Mechanisms of glucose sensing in the pancreatic β-cell: A computational systems-based analysis

Pancreatic β-cells respond to rising blood glucose by increasing oxidative metabolism, leading to an increased ATP/ADP ratio in the cytoplasm with a subsequent influx of calcium and the eventual secretion of insulin. The mechanisms of glucose sensing in the pancreatic β-cell involve the coupling of cytoplasmic and mitochondrial processes. Our analysis, based on mathematical models of data from multiple sources has implications for β-cell function and the treatment of type 2 diabetes (Fridlyand and Philipson, 2010). This β-cell glucose response model correctly predicts changes in the ATP/ADP ratio, cytoplasmic and mitochondrial calcium levels, and other metabolic parameters in response to alterations in substrate delivery at steady-state and during cytoplasmic calcium oscillations. Here we consider how peculiarities of β-cell pathways that result in dysfunction can be a consequence of specific mechanisms of glucose sensitivity, using our computational systems-based analysis. We found that the mitochondrial membrane potential must be relatively low in β-cells compared with other cell types to permit precise mitochondrial regulation of the cytoplasmic ATP/ADP ratio. This key difference may follow from a relative reduction in cellular respiratory activity. Our analysis additionally demonstrates how activity of lactate dehydrogenase, uncoupling proteins, and the redox shuttles all working in concert can regulate β-cell function. We further show that a decreased mitochondrial membrane potential may lead to a low rate of production of reactive oxygen species in β-cells under physiological conditions. This computational systems analysis aids in providing a more complete understanding of the complex process of β-cell glucose sensing.

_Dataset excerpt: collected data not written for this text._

//! Bulk-synchronous graph computation.
//!
//! A [`GraphComputer`] runs a [`VertexProgram`] over every vertex of a
//! graph in supersteps. Within a superstep active vertices run in parallel
//! and in no particular order; they can only see memory as it was when the
//! superstep started and the messages sent to them in the previous one.
//!
//! # Superstep lifecycle
//!
//! ```text
//! setup(memory)                         once
//!   │
//!   ▼
//! ┌─────────────────────────────────┐
//! │ execute(vertex) on every active │   parallel, isolated
//! │ vertex against a memory snapshot│
//! └───────────────┬─────────────────┘
//!                 ▼
//!        barrier: reduce memory writes,
//!        combine and deliver messages,
//!        compute next active set
//!                 │
//!                 ▼
//!        terminate(memory)? ── no ──▶ next superstep
//!                 │ yes
//!                 ▼
//!        ComputerResult { memory, graph }
//! ```
//!
//! A vertex is active in the next superstep when it received a message or
//! asked to stay active. The first failing vertex aborts the whole job; no
//! write or message of the failed superstep is committed.

mod engine;
mod memory;
mod messenger;
pub mod programs;
mod program;
mod result;
mod traversal_program;

pub use engine::TinkerGraphComputer;
pub use memory::{Memory, MemorySnapshot};
pub use messenger::{MessageScope, Messenger};
pub use program::{VertexContext, VertexProgram};
pub use result::{ComputedGraph, ComputerResult};
pub use traversal_program::{TraversalVertexProgram, TraverserMessage};

use crate::error::Result;
use async_trait::async_trait;
use graphwalk_structure::Graph;
use std::sync::Arc;

/// Executes vertex programs against a graph.
#[async_trait]
pub trait GraphComputer: Send + Sync {
    /// The graph computations run on.
    fn graph(&self) -> &Arc<dyn Graph>;

    /// Run `program` to termination.
    ///
    /// Either the computation completes and its final memory and vertex
    /// states are returned, or it fails as a whole.
    async fn submit<P: VertexProgram>(&self, program: P) -> Result<ComputerResult<P::State>>;
}
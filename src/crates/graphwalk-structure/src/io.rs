//! Reader/writer boundary for detached elements.
//!
//! Elements leave a graph only as [`DetachedElement`]s. The bundled format is
//! JSON lines: one element per line, vertices before the edges that reference
//! them.
//!
//! ```text
//! {"kind":"vertex","id":1,"label":"person","properties":{...}}
//! {"kind":"edge","id":7,"label":"knows","out_vertex":1,"in_vertex":2,"properties":{...}}
//! ```

use crate::detached::{DetachedEdge, DetachedVertex};
use crate::error::{Result, StructureError};
use crate::graph::Graph;
use crate::value::VertexId;
use serde::{Deserialize, Serialize};
use std::collections::HashMap;
use std::io::{BufRead, Write};

/// A vertex or an edge detached from its graph.
#[derive(Debug, Clone, PartialEq, Serialize, Deserialize)]
#[serde(tag = "kind", rename_all = "snake_case")]
pub enum DetachedElement {
    Vertex(DetachedVertex),
    Edge(DetachedEdge),
}

impl From<DetachedVertex> for DetachedElement {
    fn from(vertex: DetachedVertex) -> Self {
        Self::Vertex(vertex)
    }
}

impl From<DetachedEdge> for DetachedElement {
    fn from(edge: DetachedEdge) -> Self {
        Self::Edge(edge)
    }
}

/// Writes detached elements to a byte stream.
pub trait GraphWriter {
    fn write_element(&mut self, element: &DetachedElement) -> Result<()>;

    fn flush(&mut self) -> Result<()>;

    /// Write every vertex, then every edge, of `graph`.
    fn write_graph(&mut self, graph: &dyn Graph) -> Result<usize> {
        let mut written = 0;
        for id in graph.vertex_ids() {
            self.write_element(&graph.vertex(id)?.into())?;
            written += 1;
        }
        for id in graph.edge_ids() {
            self.write_element(&graph.edge(id)?.into())?;
            written += 1;
        }
        self.flush()?;
        tracing::debug!(elements = written, "Wrote graph");
        Ok(written)
    }
}

/// Reads detached elements from a byte stream.
pub trait GraphReader {
    /// Next element, or `None` at end of stream.
    fn read_element(&mut self) -> Result<Option<DetachedElement>>;

    /// Rehydrate every element of the stream into `graph`.
    ///
    /// Edge endpoints are remapped when the target graph assigned new ids to
    /// the vertices read earlier. Returns the number of elements added.
    fn read_into(&mut self, graph: &dyn Graph) -> Result<usize> {
        let mut ids: HashMap<VertexId, VertexId> = HashMap::new();
        let mut added = 0;
        while let Some(element) = self.read_element()? {
            match element {
                DetachedElement::Vertex(vertex) => {
                    let id = vertex.add_to(graph)?;
                    ids.insert(vertex.id(), id);
                }
                DetachedElement::Edge(edge) => {
                    let out = ids.get(&edge.out_vertex()).copied().unwrap_or(edge.out_vertex());
                    let inv = ids.get(&edge.in_vertex()).copied().unwrap_or(edge.in_vertex());
                    edge.add_to_between(graph, out, inv)?;
                }
            }
            added += 1;
        }
        tracing::debug!(elements = added, "Read graph");
        Ok(added)
    }
}

/// JSON-lines writer.
#[derive(Debug)]
pub struct JsonLinesWriter<W: Write> {
    out: W,
}

impl<W: Write> JsonLinesWriter<W> {
    pub fn new(out: W) -> Self {
        Self { out }
    }

    pub fn into_inner(self) -> W {
        self.out
    }
}

impl<W: Write> GraphWriter for JsonLinesWriter<W> {
    fn write_element(&mut self, element: &DetachedElement) -> Result<()> {
        serde_json::to_writer(&mut self.out, element)?;
        self.out.write_all(b"\n")?;
        Ok(())
    }

    fn flush(&mut self) -> Result<()> {
        self.out.flush()?;
        Ok(())
    }
}

/// JSON-lines reader. Blank lines are skipped.
#[derive(Debug)]
pub struct JsonLinesReader<R: BufRead> {
    input: R,
    line: String,
    line_number: usize,
}

impl<R: BufRead> JsonLinesReader<R> {
    pub fn new(input: R) -> Self {
        Self {
            input,
            line: String::new(),
            line_number: 0,
        }
    }
}

impl<R: BufRead> GraphReader for JsonLinesReader<R> {
    fn read_element(&mut self) -> Result<Option<DetachedElement>> {
        loop {
            self.line.clear();
            if self.input.read_line(&mut self.line)? == 0 {
                return Ok(None);
            }
            self.line_number += 1;
            let trimmed = self.line.trim();
            if trimmed.is_empty() {
                continue;
            }
            return serde_json::from_str(trimmed).map(Some).map_err(|e| {
                tracing::warn!(line = self.line_number, error = %e, "Malformed element");
                StructureError::Serialization(e)
            });
        }
    }
}

#[cfg(test)]
mod tests {
    use super::*;
    use crate::value::{EdgeId, Properties, Value};

    #[test]
    fn test_element_tagging() {
        let element: DetachedElement =
            DetachedVertex::new(VertexId::new(1), "person", Properties::new()).into();
        let json = serde_json::to_string(&element).unwrap();
        assert!(json.starts_with(r#"{"kind":"vertex","id":1"#));
    }

    #[test]
    fn test_reader_skips_blank_lines() {
        let input = "\n{\"kind\":\"edge\",\"id\":7,\"label\":\"knows\",\"out_vertex\":1,\"in_vertex\":2}\n\n";
        let mut reader = JsonLinesReader::new(input.as_bytes());
        match reader.read_element().unwrap() {
            Some(DetachedElement::Edge(edge)) => {
                assert_eq!(edge.id(), EdgeId::new(7));
                assert!(edge.properties().is_empty());
            }
            other => panic!("unexpected element: {:?}", other),
        }
        assert!(reader.read_element().unwrap().is_none());
    }

    #[test]
    fn test_reader_reports_malformed_line() {
        let mut reader = JsonLinesReader::new("{not json}\n".as_bytes());
        assert!(matches!(
            reader.read_element(),
            Err(StructureError::Serialization(_))
        ));
    }

    #[test]
    fn test_writer_one_element_per_line() {
        let mut writer = JsonLinesWriter::new(Vec::new());
        let mut properties = Properties::new();
        properties.insert("name".to_string(), Value::from("lop"));
        writer
            .write_element(&DetachedVertex::new(VertexId::new(3), "software", properties).into())
            .unwrap();
        writer
            .write_element(&DetachedVertex::new(VertexId::new(4), "person", Properties::new()).into())
            .unwrap();
        let text = String::from_utf8(writer.into_inner()).unwrap();
        assert_eq!(text.lines().count(), 2);
    }
}
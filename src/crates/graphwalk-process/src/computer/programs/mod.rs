//! Reference vertex programs.

mod page_rank;
mod shortest_path;

pub use page_rank::PageRankProgram;
pub use shortest_path::ShortestPathProgram;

A biophysical model of electrical activity in human β-cells

Electrical activity in pancreatic β-cells plays a pivotal role in glucose-stimulated insulin secretion by coupling metabolism to calcium-triggered exocytosis. Mathematical models based on rodent data have helped in understanding the mechanisms underlying the electrophysiological patterns observed in laboratory animals. However, human β-cells differ in several aspects, and in particular in their electrophysiological characteristics, from rodent β-cells. Hence, from a clinical perspective and to obtain insight into the defects in insulin secretion relevant for diabetes mellitus, it is important to study human β-cells. This work presents the first mathematical model of electrical activity based entirely on published ion channel characteristics of human β-cells. The model reproduces satisfactorily a series of experimentally observed patterns in human β-cells, such as spiking and rapid bursting electrical activity, and their response to a range of ion channel antagonists. The possibility of Human Ether-a-Go-Go-related- and leak channels as drug targets for diabetes treatment is discussed based on model results.